Watching the blaring emptiness, where heaven and sea collides, fear comes crawling up my gut. My desire for the lost landscape in the distance, for my surrendered home is overwhelming me. My terror faced with an uncertain future leaves sinister cloud towers in the highs of the deep blue sky. I don’t really know who I am or where I am going, all I know is that for the next 20 days I will be stuck on this ship, defenceless shell against the will of the ocean. There will be no way home, no safety boat bringing us back onto safe ground. The Ocean is to deep to drop anchor, it just falls into the darkness, forever and I helplessly float away, pushed around by the wind.

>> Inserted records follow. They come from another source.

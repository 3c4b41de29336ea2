//! The at-rest string form of an encrypted token.
//!
//! ```text
//! <base64(nonce)>:<base64(tag)>:<base64(ciphertext)>
//! ```
//!
//! Each segment uses the standard base64 alphabet. Encoding always pads;
//! decoding accepts unpadded input and non-canonical trailing bits, so payloads
//! written by other base64 implementations still parse.

use std::fmt;
use std::str::FromStr;

use base64::{
    alphabet,
    engine::{DecodePaddingMode, GeneralPurpose, GeneralPurposeConfig},
    Engine as _,
};

use crate::error::CipherError;

/// Byte length of an AES-GCM nonce (12 bytes = 96 bits).
pub const NONCE_LEN: usize = 12;

/// Byte length of an AES-GCM authentication tag (16 bytes = 128 bits).
pub const TAG_LEN: usize = 16;

/// Separator between the three payload segments.
pub const DELIMITER: char = ':';

const BASE64: GeneralPurpose = GeneralPurpose::new(
    &alphabet::STANDARD,
    GeneralPurposeConfig::new()
        .with_decode_allow_trailing_bits(true)
        .with_decode_padding_mode(DecodePaddingMode::Indifferent),
);

/// A parsed encrypted payload.
#[derive(Debug, Clone, PartialEq, Eq)]
pub struct EncryptedPayload {
    /// Raw nonce bytes.
    pub nonce: [u8; NONCE_LEN],
    /// Raw authentication tag bytes.
    pub tag: [u8; TAG_LEN],
    /// Raw ciphertext bytes, same length as the plaintext.
    pub ciphertext: Vec<u8>,
}

impl fmt::Display for EncryptedPayload {
    fn fmt(&self, f: &mut fmt::Formatter<'_>) -> fmt::Result {
        write!(
            f,
            "{}{DELIMITER}{}{DELIMITER}{}",
            BASE64.encode(self.nonce),
            BASE64.encode(self.tag),
            BASE64.encode(&self.ciphertext),
        )
    }
}

impl FromStr for EncryptedPayload {
    type Err = CipherError;

    /// Parse a `nonce:tag:ciphertext` string.
    ///
    /// # Errors
    ///
    /// Returns [`CipherError::MalformedPayload`] if the string does not have
    /// exactly three non-empty segments, a segment is not base64, or the nonce
    /// or tag decodes to the wrong length.
    fn from_str(s: &str) -> Result<Self, Self::Err> {
        let parts: Vec<&str> = s.split(DELIMITER).collect();
        let [nonce, tag, ciphertext] = parts.as_slice() else {
            return Err(CipherError::MalformedPayload(
                "expected three colon-delimited segments",
            ));
        };
        if nonce.is_empty() || tag.is_empty() || ciphertext.is_empty() {
            return Err(CipherError::MalformedPayload("empty segment"));
        }

        let nonce = decode_fixed::<NONCE_LEN>(nonce, "nonce must be 12 bytes")?;
        let tag = decode_fixed::<TAG_LEN>(tag, "tag must be 16 bytes")?;
        let ciphertext = decode(ciphertext)?;

        Ok(Self {
            nonce,
            tag,
            ciphertext,
        })
    }
}

fn decode(segment: &str) -> Result<Vec<u8>, CipherError> {
    BASE64
        .decode(segment)
        .map_err(|_| CipherError::MalformedPayload("segment is not valid base64"))
}

fn decode_fixed<const N: usize>(
    segment: &str,
    wrong_len: &'static str,
) -> Result<[u8; N], CipherError> {
    decode(segment)?
        .try_into()
        .map_err(|_| CipherError::MalformedPayload(wrong_len))
}

#[cfg(test)]
mod tests {
    use super::*;
    use crate::error::ErrorKind;

    fn sample() -> EncryptedPayload {
        EncryptedPayload {
            nonce: [0x11; NONCE_LEN],
            tag: [0x22; TAG_LEN],
            ciphertext: b"opaque".to_vec(),
        }
    }

    fn kind_of(s: &str) -> ErrorKind {
        s.parse::<EncryptedPayload>().unwrap_err().kind()
    }

    #[test]
    fn display_uses_three_padded_segments() {
        let s = sample().to_string();
        let parts: Vec<&str> = s.split(':').collect();
        assert_eq!(parts.len(), 3);
        assert_eq!(parts[0], "ERERERERERERERER");
        assert_eq!(parts[2], "b3BhcXVl");
        assert_eq!(s.parse::<EncryptedPayload>().unwrap(), sample());
    }

    #[test]
    fn rejects_too_few_segments() {
        assert_eq!(kind_of("not:enough"), ErrorKind::MalformedPayload);
        assert_eq!(kind_of("single"), ErrorKind::MalformedPayload);
        assert_eq!(kind_of(""), ErrorKind::MalformedPayload);
    }

    #[test]
    fn rejects_too_many_segments() {
        assert_eq!(kind_of("a:b:c:d"), ErrorKind::MalformedPayload);
    }

    #[test]
    fn rejects_empty_nonce_or_tag() {
        assert_eq!(kind_of("::"), ErrorKind::MalformedPayload);
        assert_eq!(kind_of(":ERERERERERERERERERERIg==:b3BhcXVl"), ErrorKind::MalformedPayload);
        assert_eq!(kind_of("ERERERERERERERER::b3BhcXVl"), ErrorKind::MalformedPayload);
    }

    #[test]
    fn rejects_bad_base64() {
        let good = sample().to_string();
        let bad = good.replacen("b3BhcXVl", "!!!", 1);
        assert_eq!(kind_of(&bad), ErrorKind::MalformedPayload);
    }

    #[test]
    fn rejects_wrong_nonce_length() {
        let err = "AAAA:IiIiIiIiIiIiIiIiIiIiIg==:b3BhcXVl"
            .parse::<EncryptedPayload>()
            .unwrap_err();
        assert!(err.to_string().contains("nonce must be 12 bytes"));
    }

    #[test]
    fn rejects_wrong_tag_length() {
        let err = "ERERERERERERERER:AAAA:b3BhcXVl"
            .parse::<EncryptedPayload>()
            .unwrap_err();
        assert!(err.to_string().contains("tag must be 16 bytes"));
    }

    #[test]
    fn accepts_unpadded_segments() {
        let parsed: EncryptedPayload = "ERERERERERERERER:IiIiIiIiIiIiIiIiIiIiIg:b3BhcXVl"
            .parse()
            .unwrap();
        assert_eq!(parsed.tag, [0x22; TAG_LEN]);
    }

    #[test]
    fn rejects_empty_ciphertext_segment() {
        let err = "AAAAAAAAAAAAAAAA:AAAAAAAAAAAAAAAAAAAAAA==:"
            .parse::<EncryptedPayload>()
            .unwrap_err();
        assert_eq!(err.kind(), ErrorKind::MalformedPayload);
        assert!(err.to_string().contains("empty segment"));
    }
}
//! Round-trip benchmark and self-test.
//!
//! Encrypts and decrypts a fixed sample repeatedly and times the loop. A round
//! trip that does not give back the sample means this crate is broken, so the
//! run stops at the first mismatch.

use std::time::{Duration, Instant};

use cipher_common::CipherError;
use thiserror::Error;

use crate::crypto::TokenCipher;

/// Errors that abort a benchmark run.
#[derive(Debug, Error)]
pub enum BenchError {
    /// Zero iterations were requested.
    #[error("iterations must be > 0")]
    NoIterations,

    /// Encryption or decryption failed.
    #[error(transparent)]
    Cipher(#[from] CipherError),

    /// Decrypting a fresh payload did not reproduce the sample.
    #[error("round trip {iteration} did not reproduce the sample")]
    RoundTripMismatch {
        /// Zero-based index of the failing round trip.
        iteration: u32,
    },
}

/// Timing for a completed run.
#[derive(Debug, Clone, Copy, PartialEq, Eq)]
pub struct BenchReport {
    /// Number of encrypt/decrypt round trips performed.
    pub iterations: u32,
    /// Wall-clock time for the whole loop.
    pub elapsed: Duration,
}

impl BenchReport {
    /// Mean wall-clock time per round trip.
    pub fn mean(&self) -> Duration {
        self.elapsed / self.iterations.max(1)
    }
}

/// Run `iterations` encrypt/decrypt round trips of `sample` through `cipher`.
///
/// # Errors
///
/// - [`BenchError::NoIterations`] if `iterations` is zero.
/// - [`BenchError::Cipher`] on any cipher failure (typically a key problem).
/// - [`BenchError::RoundTripMismatch`] if a round trip changes the sample.
pub fn run(
    cipher: &TokenCipher,
    iterations: u32,
    sample: &str,
) -> Result<BenchReport, BenchError> {
    measure(iterations, sample, |s| {
        let payload = cipher.encrypt(s)?;
        cipher.decrypt(&payload)
    })
}

fn measure<F>(iterations: u32, sample: &str, mut round_trip: F) -> Result<BenchReport, BenchError>
where
    F: FnMut(&str) -> Result<String, CipherError>,
{
    if iterations == 0 {
        return Err(BenchError::NoIterations);
    }

    let started = Instant::now();
    for iteration in 0..iterations {
        if round_trip(sample)? != sample {
            return Err(BenchError::RoundTripMismatch { iteration });
        }
    }

    Ok(BenchReport {
        iterations,
        elapsed: started.elapsed(),
    })
}
//! Key source configuration for embedding applications.
//!
//! Values are read from environment variables. The master key itself is never
//! part of this struct; only the name of the variable that holds it.

use std::sync::Arc;

use anyhow::{Context, Result};
use serde::Deserialize;

use crate::crypto::TokenCipher;
use crate::key::{CachedKeySource, EnvKeySource, KeySource, DEFAULT_KEY_VAR};

/// Validated cipher configuration.
#[derive(Debug, Clone, Deserialize)]
pub struct CipherConfig {
    /// Name of the environment variable holding the 64-hex-character master key.
    #[serde(default = "default_encryption_key_var")]
    pub encryption_key_var: String,

    /// Keep the decoded key between operations until explicitly invalidated.
    #[serde(default)]
    pub cache_master_key: bool,
}

fn default_encryption_key_var() -> String {
    DEFAULT_KEY_VAR.into()
}

impl Default for CipherConfig {
    fn default() -> Self {
        Self {
            encryption_key_var: default_encryption_key_var(),
            cache_master_key: false,
        }
    }
}

impl CipherConfig {
    /// Load and validate configuration from environment variables
    /// (`ENCRYPTION_KEY_VAR`, `CACHE_MASTER_KEY`).
    ///
    /// # Errors
    ///
    /// Returns an error if a variable cannot be parsed or validation fails.
    pub fn from_env() -> Result<Self> {
        let cfg = config::Config::builder()
            .add_source(config::Environment::default())
            .build()
            .context("failed to build cipher configuration from environment")?;

        let c: CipherConfig = cfg
            .try_deserialize()
            .context("failed to deserialise cipher configuration")?;

        c.validate()?;
        Ok(c)
    }

    fn validate(&self) -> Result<()> {
        if self.encryption_key_var.trim().is_empty() {
            anyhow::bail!("ENCRYPTION_KEY_VAR must not be empty");
        }
        Ok(())
    }

    /// Build the key source described by this configuration.
    pub fn key_source(&self) -> Arc<dyn KeySource> {
        let env = EnvKeySource::new(self.encryption_key_var.clone());
        if self.cache_master_key {
            Arc::new(CachedKeySource::new(env))
        } else {
            Arc::new(env)
        }
    }

    /// Build a [`TokenCipher`] over [`CipherConfig::key_source`].
    pub fn build_cipher(&self) -> TokenCipher {
        TokenCipher::new(self.key_source())
    }
}

#[cfg(test)]
mod tests {
    use super::*;
    use cipher_common::{ErrorKind, KeyProblem};

    #[test]
    fn defaults_are_correct() {
        let cfg = CipherConfig::default();
        assert_eq!(cfg.encryption_key_var, "ENCRYPTION_KEY");
        assert!(!cfg.cache_master_key);
    }

    #[test]
    fn validate_rejects_empty_key_var() {
        let cfg = CipherConfig {
            encryption_key_var: "  ".into(),
            cache_master_key: false,
        };
        assert!(cfg.validate().is_err());
    }

    #[test]
    fn validate_accepts_default() {
        assert!(CipherConfig::default().validate().is_ok());
    }

    #[test]
    fn key_source_reads_configured_variable() {
        let cfg = CipherConfig {
            encryption_key_var: "TOKEN_CIPHER_CONFIG_TEST_UNSET".into(),
            cache_master_key: true,
        };
        let err = cfg.key_source().load().unwrap_err();
        assert!(matches!(
            err,
            KeyProblem::Missing { ref var } if var == "TOKEN_CIPHER_CONFIG_TEST_UNSET"
        ));

        let err = cfg.build_cipher().encrypt("x").unwrap_err();
        assert_eq!(err.kind(), ErrorKind::KeyConfiguration);
    }
}
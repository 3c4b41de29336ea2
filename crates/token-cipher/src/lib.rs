//! Authenticated encryption at rest for OAuth access and refresh tokens.
//!
//! A [`TokenCipher`] turns a token into an opaque `nonce:tag:ciphertext`
//! string suitable for a text column, and back. The master key comes from a
//! [`KeySource`] chosen by the caller; by default it is re-read on every
//! operation so a configuration change applies without a restart.
//!
//! ```no_run
//! use token_cipher::TokenCipher;
//!
//! let cipher = TokenCipher::from_env("ENCRYPTION_KEY");
//! let stored = cipher.encrypt("ya29.a0Af...")?;
//! assert_eq!(cipher.decrypt(&stored)?, "ya29.a0Af...");
//! # Ok::<(), token_cipher::CipherError>(())
//! ```

pub mod bench;
pub mod config;
pub mod crypto;
pub mod key;
pub mod tokens;

pub use cipher_common::{CipherError, EncryptedPayload, ErrorKind, KeyProblem};
pub use crate::config::CipherConfig;
pub use crypto::TokenCipher;
pub use key::{
    generate_master_key, CachedKeySource, EnvKeySource, KeySource, MasterKey, StaticKeySource,
};
pub use tokens::{OAuthTokens, SealedOAuthTokens};
// src/routes.rs

use axum::{
    Router, http::Method, middleware,
    routing::{delete, get, post, put},
};
use tower_http::{cors::CorsLayer, trace::TraceLayer};

use crate::{
    handlers::{admin, attempts},
    state::AppState,
    utils::jwt::{admin_middleware, auth_middleware},
};

/// Assembles the main application router.
///
/// * Attempt routes require a valid bearer token.
/// * Admin routes additionally require the 'admin' role.
/// * Applies global middleware (Trace, CORS).
pub fn create_router(state: AppState) -> Router {
    let origins = [
        "http://localhost:3000".parse().unwrap(),
        "http://127.0.0.1:3000".parse().unwrap(),
    ];

    let cors = CorsLayer::new()
        .allow_origin(origins)
        .allow_methods([Method::GET, Method::POST, Method::PUT, Method::DELETE])
        .allow_headers([
            axum::http::header::AUTHORIZATION,
            axum::http::header::CONTENT_TYPE,
        ]);

    let assessment_routes = Router::new()
        .route("/{id}/eligibility", get(attempts::get_eligibility))
        .route("/{id}/attempts", post(attempts::start_attempt))
        .route(
            "/{id}/attempts/{session_id}/resume",
            post(attempts::resume_attempt),
        )
        .route(
            "/{id}/attempts/{session_id}/finish",
            post(attempts::finish_attempt),
        )
        .layer(middleware::from_fn_with_state(
            state.clone(),
            auth_middleware,
        ));

    let admin_routes = Router::new()
        .route(
            "/assessments",
            get(admin::list_assessments).post(admin::create_assessment),
        )
        .route(
            "/assessments/{id}",
            put(admin::update_assessment).delete(admin::delete_assessment),
        )
        .route("/assessments/{id}/overrides", put(admin::upsert_override))
        .route(
            "/assessments/{id}/overrides/{user_id}",
            delete(admin::delete_override),
        )
        // Double middleware protection: Auth first, then Admin check
        .layer(middleware::from_fn(admin_middleware))
        .layer(middleware::from_fn_with_state(
            state.clone(),
            auth_middleware,
        ));

    Router::new()
        .nest("/api/assessments", assessment_routes)
        .nest("/api/admin", admin_routes)
        // Global Middleware (applied from outside in)
        .layer(TraceLayer::new_for_http())
        .layer(cors)
        .with_state(state)
}
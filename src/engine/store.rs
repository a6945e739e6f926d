// src/engine/store.rs
//
// Store traits the engine is written against. Production wires the sqlx
// Postgres implementations from `engine::postgres`; tests wire the
// in-memory ones from `engine::memory`.

use async_trait::async_trait;
use chrono::{DateTime, Utc};
use uuid::Uuid;

use crate::engine::EngineError;
use crate::models::assessment::{
    Assessment, AssessmentOverride, CreateAssessmentRequest, UpdateAssessmentRequest,
    UpsertOverrideRequest,
};
use crate::models::session::{AssessmentSession, SessionStatus};
use crate::models::submission::Submission;

/// Outcome of inserting a fresh active session row. `Conflict` means the
/// single-active invariant already holds for the pair: another request won.
#[derive(Debug)]
pub enum SessionInsert {
    Created(AssessmentSession),
    Conflict,
}

/// Read access to assessment configuration, plus the admin writes. The
/// engine itself only ever reads.
#[async_trait]
pub trait AssessmentStore: Send + Sync {
    async fn find_assessment(&self, id: i64) -> Result<Option<Assessment>, EngineError>;

    /// The per-learner override row, if one was granted.
    async fn find_override(
        &self,
        assessment_id: i64,
        user_id: i64,
    ) -> Result<Option<AssessmentOverride>, EngineError>;

    async fn list_assessments(&self) -> Result<Vec<Assessment>, EngineError>;

    async fn create_assessment(
        &self,
        req: &CreateAssessmentRequest,
    ) -> Result<Assessment, EngineError>;

    /// Updates the provided fields only; returns None for an unknown id.
    async fn update_assessment(
        &self,
        id: i64,
        req: &UpdateAssessmentRequest,
    ) -> Result<Option<Assessment>, EngineError>;

    async fn delete_assessment(&self, id: i64) -> Result<bool, EngineError>;

    async fn upsert_override(
        &self,
        assessment_id: i64,
        req: &UpsertOverrideRequest,
    ) -> Result<AssessmentOverride, EngineError>;

    async fn delete_override(
        &self,
        assessment_id: i64,
        user_id: i64,
    ) -> Result<bool, EngineError>;
}

/// CRUD over attempt sessions, the only mutable state with concurrency
/// exposure. All writes are single-row and keyed by session id.
#[async_trait]
pub trait SessionStore: Send + Sync {
    /// The active session for the pair. Most recent `started_at` wins if
    /// the invariant is somehow violated.
    async fn find_active(
        &self,
        assessment_id: i64,
        user_id: i64,
    ) -> Result<Option<AssessmentSession>, EngineError>;

    /// Session scoped to all three ids: ownership is the authorization.
    async fn find_owned(
        &self,
        id: Uuid,
        assessment_id: i64,
        user_id: i64,
    ) -> Result<Option<AssessmentSession>, EngineError>;

    /// Check-then-insert of a fresh active row as one logical unit.
    /// Implementations must guarantee at most one concurrent caller gets
    /// `Created` (the Postgres one leans on a partial unique index).
    async fn insert_active(
        &self,
        assessment_id: i64,
        user_id: i64,
        now: DateTime<Utc>,
    ) -> Result<SessionInsert, EngineError>;

    async fn record_resume(
        &self,
        id: Uuid,
        resume_count: i64,
        now: DateTime<Utc>,
    ) -> Result<AssessmentSession, EngineError>;

    /// Atomically move an active session to a terminal state. Returns None
    /// when the session was no longer active (lost a race): the caller must
    /// not perform the side effects tied to the transition.
    async fn close(
        &self,
        id: Uuid,
        status: SessionStatus,
        now: DateTime<Utc>,
    ) -> Result<Option<AssessmentSession>, EngineError>;
}

/// Counts recorded submissions per (assessment, user) pair.
#[async_trait]
pub trait AttemptLedger: Send + Sync {
    /// Completed attempts on record. Fail-open: a read failure logs and
    /// counts as zero rather than locking the learner out of starting.
    async fn count_attempts(&self, assessment_id: i64, user_id: i64) -> i64;

    /// Writes the submission row that consumes an attempt. Unlike counting,
    /// write failures do propagate.
    async fn record_submission(
        &self,
        assessment_id: i64,
        user_id: i64,
        score: i64,
        auto_submitted: bool,
        now: DateTime<Utc>,
    ) -> Result<Submission, EngineError>;
}
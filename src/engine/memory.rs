// src/engine/memory.rs
//
// In-memory implementations of the store traits, used by the test suites
// and handy for local development without a database. Semantics mirror the
// Postgres implementations, including the single-active insert guard.

use std::collections::HashMap;
use std::sync::atomic::{AtomicBool, AtomicI64, Ordering};
use std::sync::Mutex;

use async_trait::async_trait;
use chrono::{DateTime, Utc};
use sqlx::types::Json;
use uuid::Uuid;

use crate::engine::store::{
    AssessmentStore, AttemptLedger, SessionInsert, SessionStore,
};
use crate::engine::EngineError;
use crate::models::assessment::{
    Assessment, AssessmentOverride, CreateAssessmentRequest, UpdateAssessmentRequest,
    UpsertOverrideRequest,
};
use crate::models::session::{AssessmentSession, SessionStatus};
use crate::models::submission::Submission;

#[derive(Default)]
pub struct MemoryAssessmentStore {
    next_id: AtomicI64,
    next_override_id: AtomicI64,
    assessments: Mutex<HashMap<i64, Assessment>>,
    overrides: Mutex<HashMap<(i64, i64), AssessmentOverride>>,
}

impl MemoryAssessmentStore {
    pub fn new() -> Self {
        Self::default()
    }
}

#[async_trait]
impl AssessmentStore for MemoryAssessmentStore {
    async fn find_assessment(&self, id: i64) -> Result<Option<Assessment>, EngineError> {
        Ok(self.assessments.lock().unwrap().get(&id).cloned())
    }

    async fn find_override(
        &self,
        assessment_id: i64,
        user_id: i64,
    ) -> Result<Option<AssessmentOverride>, EngineError> {
        Ok(self
            .overrides
            .lock()
            .unwrap()
            .get(&(assessment_id, user_id))
            .cloned())
    }

    async fn list_assessments(&self) -> Result<Vec<Assessment>, EngineError> {
        let mut rows: Vec<Assessment> =
            self.assessments.lock().unwrap().values().cloned().collect();
        rows.sort_by_key(|a| std::cmp::Reverse(a.id));
        Ok(rows)
    }

    async fn create_assessment(
        &self,
        req: &CreateAssessmentRequest,
    ) -> Result<Assessment, EngineError> {
        let id = self.next_id.fetch_add(1, Ordering::SeqCst) + 1;
        let assessment = Assessment {
            id,
            title: req.title.clone(),
            description: req.description.clone(),
            duration_minutes: req.duration_minutes,
            start_at: req.start_at,
            end_at: req.end_at,
            allowed_attempts: req.allowed_attempts,
            resume_limit: req.resume_limit,
            allowed_languages: req.allowed_languages.clone().map(Json),
            created_at: Some(Utc::now()),
        };
        self.assessments
            .lock()
            .unwrap()
            .insert(id, assessment.clone());
        Ok(assessment)
    }

    async fn update_assessment(
        &self,
        id: i64,
        req: &UpdateAssessmentRequest,
    ) -> Result<Option<Assessment>, EngineError> {
        let mut rows = self.assessments.lock().unwrap();
        let Some(assessment) = rows.get_mut(&id) else {
            return Ok(None);
        };
        if let Some(title) = &req.title {
            assessment.title = title.clone();
        }
        if let Some(description) = &req.description {
            assessment.description = Some(description.clone());
        }
        if let Some(duration) = req.duration_minutes {
            assessment.duration_minutes = Some(duration);
        }
        if let Some(start_at) = req.start_at {
            assessment.start_at = Some(start_at);
        }
        if let Some(end_at) = req.end_at {
            assessment.end_at = Some(end_at);
        }
        if let Some(allowed) = req.allowed_attempts {
            assessment.allowed_attempts = Some(allowed);
        }
        if let Some(limit) = req.resume_limit {
            assessment.resume_limit = Some(limit);
        }
        if let Some(languages) = &req.allowed_languages {
            assessment.allowed_languages = Some(Json(languages.clone()));
        }
        Ok(Some(assessment.clone()))
    }

    async fn delete_assessment(&self, id: i64) -> Result<bool, EngineError> {
        Ok(self.assessments.lock().unwrap().remove(&id).is_some())
    }

    async fn upsert_override(
        &self,
        assessment_id: i64,
        req: &UpsertOverrideRequest,
    ) -> Result<AssessmentOverride, EngineError> {
        let id = self.next_override_id.fetch_add(1, Ordering::SeqCst) + 1;
        let row = AssessmentOverride {
            id,
            assessment_id,
            user_id: req.user_id,
            max_attempts: req.max_attempts,
            resume_limit: req.resume_limit,
            start_at: req.start_at,
            end_at: req.end_at,
            allowed_languages: req.allowed_languages.clone().map(Json),
            created_at: Some(Utc::now()),
        };
        self.overrides
            .lock()
            .unwrap()
            .insert((assessment_id, req.user_id), row.clone());
        Ok(row)
    }

    async fn delete_override(
        &self,
        assessment_id: i64,
        user_id: i64,
    ) -> Result<bool, EngineError> {
        Ok(self
            .overrides
            .lock()
            .unwrap()
            .remove(&(assessment_id, user_id))
            .is_some())
    }
}

#[derive(Default)]
pub struct MemorySessionStore {
    rows: Mutex<HashMap<Uuid, AssessmentSession>>,
}

impl MemorySessionStore {
    pub fn new() -> Self {
        Self::default()
    }

    /// Raw row lookup for test assertions.
    pub fn get(&self, id: Uuid) -> Option<AssessmentSession> {
        self.rows.lock().unwrap().get(&id).cloned()
    }
}

#[async_trait]
impl SessionStore for MemorySessionStore {
    async fn find_active(
        &self,
        assessment_id: i64,
        user_id: i64,
    ) -> Result<Option<AssessmentSession>, EngineError> {
        Ok(self
            .rows
            .lock()
            .unwrap()
            .values()
            .filter(|s| {
                s.assessment_id == assessment_id
                    && s.user_id == user_id
                    && s.status == SessionStatus::Active
            })
            .max_by_key(|s| s.started_at)
            .cloned())
    }

    async fn find_owned(
        &self,
        id: Uuid,
        assessment_id: i64,
        user_id: i64,
    ) -> Result<Option<AssessmentSession>, EngineError> {
        Ok(self
            .rows
            .lock()
            .unwrap()
            .get(&id)
            .filter(|s| s.assessment_id == assessment_id && s.user_id == user_id)
            .cloned())
    }

    async fn insert_active(
        &self,
        assessment_id: i64,
        user_id: i64,
        now: DateTime<Utc>,
    ) -> Result<SessionInsert, EngineError> {
        // Check-then-insert under one lock, standing in for the partial
        // unique index.
        let mut rows = self.rows.lock().unwrap();
        let already_active = rows.values().any(|s| {
            s.assessment_id == assessment_id
                && s.user_id == user_id
                && s.status == SessionStatus::Active
        });
        if already_active {
            return Ok(SessionInsert::Conflict);
        }
        let session = AssessmentSession {
            id: Uuid::new_v4(),
            assessment_id,
            user_id,
            status: SessionStatus::Active,
            started_at: now,
            last_resume_at: None,
            resume_count: 0,
            ended_at: None,
        };
        rows.insert(session.id, session.clone());
        Ok(SessionInsert::Created(session))
    }

    async fn record_resume(
        &self,
        id: Uuid,
        resume_count: i64,
        now: DateTime<Utc>,
    ) -> Result<AssessmentSession, EngineError> {
        let mut rows = self.rows.lock().unwrap();
        let session = rows.get_mut(&id).ok_or(EngineError::SessionNotActive)?;
        if session.status != SessionStatus::Active {
            return Err(EngineError::SessionNotActive);
        }
        session.resume_count = resume_count;
        session.last_resume_at = Some(now);
        Ok(session.clone())
    }

    async fn close(
        &self,
        id: Uuid,
        status: SessionStatus,
        now: DateTime<Utc>,
    ) -> Result<Option<AssessmentSession>, EngineError> {
        let mut rows = self.rows.lock().unwrap();
        let Some(session) = rows.get_mut(&id) else {
            return Ok(None);
        };
        if session.status != SessionStatus::Active {
            return Ok(None);
        }
        session.status = status;
        session.ended_at = Some(now);
        Ok(Some(session.clone()))
    }
}

#[derive(Default)]
pub struct MemoryAttemptLedger {
    next_id: AtomicI64,
    rows: Mutex<Vec<Submission>>,
    fail_counts: AtomicBool,
}

impl MemoryAttemptLedger {
    pub fn new() -> Self {
        Self::default()
    }

    /// Makes subsequent counts behave as if the datastore read failed,
    /// to exercise the fail-open policy.
    pub fn set_fail_counts(&self, fail: bool) {
        self.fail_counts.store(fail, Ordering::SeqCst);
    }

    /// Everything recorded so far, for test assertions.
    pub fn recorded(&self) -> Vec<Submission> {
        self.rows.lock().unwrap().clone()
    }
}

#[async_trait]
impl AttemptLedger for MemoryAttemptLedger {
    async fn count_attempts(&self, assessment_id: i64, user_id: i64) -> i64 {
        if self.fail_counts.load(Ordering::SeqCst) {
            tracing::warn!("Failed to count attempts, treating as 0: simulated failure");
            return 0;
        }
        self.rows
            .lock()
            .unwrap()
            .iter()
            .filter(|s| s.assessment_id == assessment_id && s.user_id == user_id)
            .count() as i64
    }

    async fn record_submission(
        &self,
        assessment_id: i64,
        user_id: i64,
        score: i64,
        auto_submitted: bool,
        now: DateTime<Utc>,
    ) -> Result<Submission, EngineError> {
        let submission = Submission {
            id: self.next_id.fetch_add(1, Ordering::SeqCst) + 1,
            assessment_id,
            user_id,
            score,
            auto_submitted,
            created_at: Some(now),
        };
        self.rows.lock().unwrap().push(submission.clone());
        Ok(submission)
    }
}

I turn away. Facing forward I inspect the elegant figure of our ship. This little miracle which using only ropes, wood and iron achieves to harness the power of the blowing wind. Tiptoeing trough the water washing over our deck my comrades, my friends rush from one place to another in a dance, elevating our sails together as one big ant colony. I can feel the fresh wind carefully flowing on my skin, as well as the movement of the waves steadily tilting the ship.

My eyes are called by the horizon, the twisted line flowing through the blues. My fear fades away, same as the feeling of emptiness, drowned by the seas rough surface reaching for the sky, mixing Azur and Lapis into a river floating between the worlds.

The horizon at the end of my vision also whispers a promise. A promise of wonders which lie beyond, a promise of a journey which awaits before and a promise of change, which begins now.

Even scared to death, I still can’t wait to see what lies behind the horizon.